Extracted records —
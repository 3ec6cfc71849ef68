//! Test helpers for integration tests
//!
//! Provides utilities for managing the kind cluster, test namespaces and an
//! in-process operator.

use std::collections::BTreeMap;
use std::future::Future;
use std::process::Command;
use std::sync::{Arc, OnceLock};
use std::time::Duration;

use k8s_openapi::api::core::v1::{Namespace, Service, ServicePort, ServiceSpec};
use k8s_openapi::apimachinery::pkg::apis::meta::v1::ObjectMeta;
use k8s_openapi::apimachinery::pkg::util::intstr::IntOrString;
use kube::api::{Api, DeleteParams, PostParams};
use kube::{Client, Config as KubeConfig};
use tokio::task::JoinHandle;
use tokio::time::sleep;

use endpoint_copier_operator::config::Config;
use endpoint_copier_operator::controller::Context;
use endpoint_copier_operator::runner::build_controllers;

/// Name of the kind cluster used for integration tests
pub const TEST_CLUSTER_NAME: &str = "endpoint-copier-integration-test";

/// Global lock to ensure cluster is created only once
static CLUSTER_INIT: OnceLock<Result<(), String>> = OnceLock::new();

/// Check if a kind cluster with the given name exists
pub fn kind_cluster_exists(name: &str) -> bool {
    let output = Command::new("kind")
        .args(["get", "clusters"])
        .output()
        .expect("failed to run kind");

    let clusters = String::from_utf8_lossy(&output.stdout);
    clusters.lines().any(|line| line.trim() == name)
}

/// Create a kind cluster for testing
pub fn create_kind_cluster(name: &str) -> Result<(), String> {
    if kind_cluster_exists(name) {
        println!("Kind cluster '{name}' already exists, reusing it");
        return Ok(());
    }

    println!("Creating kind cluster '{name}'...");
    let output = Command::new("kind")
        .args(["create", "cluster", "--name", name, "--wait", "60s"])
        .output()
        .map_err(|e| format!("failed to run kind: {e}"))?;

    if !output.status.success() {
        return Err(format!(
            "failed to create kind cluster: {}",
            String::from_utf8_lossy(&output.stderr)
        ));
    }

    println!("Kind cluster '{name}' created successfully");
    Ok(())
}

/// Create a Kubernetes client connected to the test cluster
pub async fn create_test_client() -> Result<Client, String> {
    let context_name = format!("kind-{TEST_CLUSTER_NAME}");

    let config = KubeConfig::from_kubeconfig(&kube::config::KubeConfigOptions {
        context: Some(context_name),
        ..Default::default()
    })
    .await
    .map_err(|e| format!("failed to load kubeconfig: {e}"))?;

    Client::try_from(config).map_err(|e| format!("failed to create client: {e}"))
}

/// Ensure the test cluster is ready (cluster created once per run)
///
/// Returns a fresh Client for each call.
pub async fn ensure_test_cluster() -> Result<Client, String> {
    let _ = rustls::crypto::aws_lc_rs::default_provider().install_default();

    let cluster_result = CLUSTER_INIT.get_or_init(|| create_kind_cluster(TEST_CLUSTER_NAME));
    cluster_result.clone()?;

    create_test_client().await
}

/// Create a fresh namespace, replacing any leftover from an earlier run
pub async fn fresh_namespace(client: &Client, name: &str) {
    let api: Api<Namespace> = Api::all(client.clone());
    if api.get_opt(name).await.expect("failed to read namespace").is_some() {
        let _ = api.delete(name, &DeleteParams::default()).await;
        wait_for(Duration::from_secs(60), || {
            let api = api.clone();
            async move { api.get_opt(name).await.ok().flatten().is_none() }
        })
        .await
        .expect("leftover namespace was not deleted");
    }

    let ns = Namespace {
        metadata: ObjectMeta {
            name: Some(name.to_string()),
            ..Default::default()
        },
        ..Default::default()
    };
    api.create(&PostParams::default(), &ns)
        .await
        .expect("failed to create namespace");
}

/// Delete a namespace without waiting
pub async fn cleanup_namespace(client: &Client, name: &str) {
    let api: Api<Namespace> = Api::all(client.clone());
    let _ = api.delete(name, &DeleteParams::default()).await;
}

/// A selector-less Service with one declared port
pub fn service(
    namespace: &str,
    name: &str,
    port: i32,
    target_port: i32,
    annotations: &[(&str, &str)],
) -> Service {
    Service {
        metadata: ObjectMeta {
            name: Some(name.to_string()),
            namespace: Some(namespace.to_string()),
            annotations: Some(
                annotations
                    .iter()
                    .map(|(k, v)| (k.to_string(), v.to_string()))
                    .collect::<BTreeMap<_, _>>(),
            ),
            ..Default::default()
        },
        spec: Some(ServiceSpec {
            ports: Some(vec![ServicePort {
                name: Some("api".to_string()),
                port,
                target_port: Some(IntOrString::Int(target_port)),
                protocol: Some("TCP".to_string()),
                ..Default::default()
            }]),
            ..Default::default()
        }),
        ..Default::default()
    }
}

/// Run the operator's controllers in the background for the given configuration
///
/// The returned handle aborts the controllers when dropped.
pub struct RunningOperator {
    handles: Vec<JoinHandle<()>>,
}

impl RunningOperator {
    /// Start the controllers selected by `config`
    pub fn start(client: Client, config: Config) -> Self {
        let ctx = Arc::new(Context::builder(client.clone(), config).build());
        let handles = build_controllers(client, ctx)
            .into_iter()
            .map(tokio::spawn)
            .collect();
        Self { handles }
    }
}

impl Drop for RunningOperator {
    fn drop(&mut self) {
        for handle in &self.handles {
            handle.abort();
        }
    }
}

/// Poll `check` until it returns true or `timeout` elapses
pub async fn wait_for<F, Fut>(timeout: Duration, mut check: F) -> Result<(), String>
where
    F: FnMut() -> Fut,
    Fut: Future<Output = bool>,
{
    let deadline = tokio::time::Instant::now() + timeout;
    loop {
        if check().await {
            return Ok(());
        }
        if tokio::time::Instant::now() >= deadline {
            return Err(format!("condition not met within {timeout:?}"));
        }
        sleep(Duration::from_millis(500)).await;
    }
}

* * *

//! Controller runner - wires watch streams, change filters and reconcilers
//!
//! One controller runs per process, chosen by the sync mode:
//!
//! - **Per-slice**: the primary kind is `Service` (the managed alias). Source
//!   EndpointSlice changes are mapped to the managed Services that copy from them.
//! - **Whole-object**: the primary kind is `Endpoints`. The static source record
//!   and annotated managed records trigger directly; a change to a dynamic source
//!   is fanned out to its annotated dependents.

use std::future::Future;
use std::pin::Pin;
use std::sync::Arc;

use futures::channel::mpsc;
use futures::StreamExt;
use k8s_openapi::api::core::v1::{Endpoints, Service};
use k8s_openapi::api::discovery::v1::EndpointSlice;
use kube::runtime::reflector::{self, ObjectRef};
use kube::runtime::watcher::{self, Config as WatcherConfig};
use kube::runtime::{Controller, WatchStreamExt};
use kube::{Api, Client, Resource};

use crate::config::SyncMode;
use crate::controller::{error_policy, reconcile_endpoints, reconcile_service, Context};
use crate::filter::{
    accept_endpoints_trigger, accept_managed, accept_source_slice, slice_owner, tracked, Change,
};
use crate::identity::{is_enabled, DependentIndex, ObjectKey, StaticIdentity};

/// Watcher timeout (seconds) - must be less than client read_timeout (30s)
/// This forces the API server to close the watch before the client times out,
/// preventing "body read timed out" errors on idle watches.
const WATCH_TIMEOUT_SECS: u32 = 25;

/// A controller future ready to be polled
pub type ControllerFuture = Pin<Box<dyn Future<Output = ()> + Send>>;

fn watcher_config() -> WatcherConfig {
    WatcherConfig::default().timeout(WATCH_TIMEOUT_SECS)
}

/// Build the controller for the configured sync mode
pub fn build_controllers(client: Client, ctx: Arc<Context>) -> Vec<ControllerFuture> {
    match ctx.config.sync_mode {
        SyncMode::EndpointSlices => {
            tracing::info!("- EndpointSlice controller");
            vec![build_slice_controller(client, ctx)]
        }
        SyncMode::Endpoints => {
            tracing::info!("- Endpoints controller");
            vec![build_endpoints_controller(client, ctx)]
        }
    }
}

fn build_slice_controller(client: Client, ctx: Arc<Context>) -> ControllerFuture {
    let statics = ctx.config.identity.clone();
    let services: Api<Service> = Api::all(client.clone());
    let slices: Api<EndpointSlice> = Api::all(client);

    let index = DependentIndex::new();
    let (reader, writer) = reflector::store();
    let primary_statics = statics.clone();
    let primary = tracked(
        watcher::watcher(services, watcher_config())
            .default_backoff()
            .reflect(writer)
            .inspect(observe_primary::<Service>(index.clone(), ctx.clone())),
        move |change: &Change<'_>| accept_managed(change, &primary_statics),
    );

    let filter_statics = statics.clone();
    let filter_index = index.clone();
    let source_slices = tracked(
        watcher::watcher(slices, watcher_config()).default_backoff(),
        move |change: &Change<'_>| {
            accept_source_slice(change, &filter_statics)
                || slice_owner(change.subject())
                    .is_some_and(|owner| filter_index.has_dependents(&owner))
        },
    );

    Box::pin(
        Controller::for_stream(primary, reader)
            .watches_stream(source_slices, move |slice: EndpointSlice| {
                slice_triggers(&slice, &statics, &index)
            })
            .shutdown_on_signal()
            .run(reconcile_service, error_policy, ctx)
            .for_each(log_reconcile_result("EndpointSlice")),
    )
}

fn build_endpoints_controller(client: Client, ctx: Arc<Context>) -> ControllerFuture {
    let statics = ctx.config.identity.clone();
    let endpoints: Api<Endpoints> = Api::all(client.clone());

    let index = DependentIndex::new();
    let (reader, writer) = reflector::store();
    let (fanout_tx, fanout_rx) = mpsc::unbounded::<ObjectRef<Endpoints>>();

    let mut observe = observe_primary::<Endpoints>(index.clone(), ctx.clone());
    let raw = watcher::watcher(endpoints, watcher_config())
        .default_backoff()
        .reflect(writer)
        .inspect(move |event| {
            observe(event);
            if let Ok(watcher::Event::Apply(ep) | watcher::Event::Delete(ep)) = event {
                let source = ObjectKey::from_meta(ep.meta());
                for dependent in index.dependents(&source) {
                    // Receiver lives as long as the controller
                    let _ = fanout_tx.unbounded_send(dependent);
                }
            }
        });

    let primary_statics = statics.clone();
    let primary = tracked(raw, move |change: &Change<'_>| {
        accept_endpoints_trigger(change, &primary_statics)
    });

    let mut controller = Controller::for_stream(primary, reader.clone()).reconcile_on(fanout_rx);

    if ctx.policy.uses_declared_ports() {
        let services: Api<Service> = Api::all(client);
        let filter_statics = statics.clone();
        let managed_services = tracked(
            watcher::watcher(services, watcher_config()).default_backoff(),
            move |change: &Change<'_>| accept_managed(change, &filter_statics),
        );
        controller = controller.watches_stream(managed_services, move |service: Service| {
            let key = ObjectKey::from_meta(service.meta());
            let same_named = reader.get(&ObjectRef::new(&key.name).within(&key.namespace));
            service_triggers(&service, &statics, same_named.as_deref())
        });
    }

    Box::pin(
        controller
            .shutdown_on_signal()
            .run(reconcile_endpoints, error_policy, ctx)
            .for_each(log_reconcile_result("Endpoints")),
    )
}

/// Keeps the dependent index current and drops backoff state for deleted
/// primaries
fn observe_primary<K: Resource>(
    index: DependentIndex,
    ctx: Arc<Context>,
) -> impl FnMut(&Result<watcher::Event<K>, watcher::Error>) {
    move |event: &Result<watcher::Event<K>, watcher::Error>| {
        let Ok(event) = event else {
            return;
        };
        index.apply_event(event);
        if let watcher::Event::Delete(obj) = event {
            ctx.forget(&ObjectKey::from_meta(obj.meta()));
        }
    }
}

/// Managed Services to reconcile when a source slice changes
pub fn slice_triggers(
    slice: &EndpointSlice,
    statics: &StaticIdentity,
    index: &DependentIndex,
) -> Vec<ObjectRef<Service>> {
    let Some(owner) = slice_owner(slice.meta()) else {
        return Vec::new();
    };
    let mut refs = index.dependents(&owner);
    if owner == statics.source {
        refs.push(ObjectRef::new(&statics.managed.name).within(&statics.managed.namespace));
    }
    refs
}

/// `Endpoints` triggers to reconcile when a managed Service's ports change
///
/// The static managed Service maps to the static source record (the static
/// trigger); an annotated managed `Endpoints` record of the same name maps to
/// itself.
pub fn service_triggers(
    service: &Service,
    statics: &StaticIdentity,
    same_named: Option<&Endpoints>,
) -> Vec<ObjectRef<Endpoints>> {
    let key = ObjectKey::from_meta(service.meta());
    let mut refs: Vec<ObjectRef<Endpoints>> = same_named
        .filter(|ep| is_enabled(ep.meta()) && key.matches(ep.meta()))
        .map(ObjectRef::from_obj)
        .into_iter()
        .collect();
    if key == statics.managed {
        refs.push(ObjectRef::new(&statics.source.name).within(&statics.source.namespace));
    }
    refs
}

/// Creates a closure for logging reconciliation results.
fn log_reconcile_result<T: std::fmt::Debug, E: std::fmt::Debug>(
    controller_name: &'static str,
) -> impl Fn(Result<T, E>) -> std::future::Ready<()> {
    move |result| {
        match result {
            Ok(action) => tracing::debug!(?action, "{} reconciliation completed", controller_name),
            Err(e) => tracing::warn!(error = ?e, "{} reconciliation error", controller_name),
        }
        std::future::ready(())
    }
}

About this task —
Go through the records and count the lines that include the string "annotated"; state that number alone.

Response to the task —
3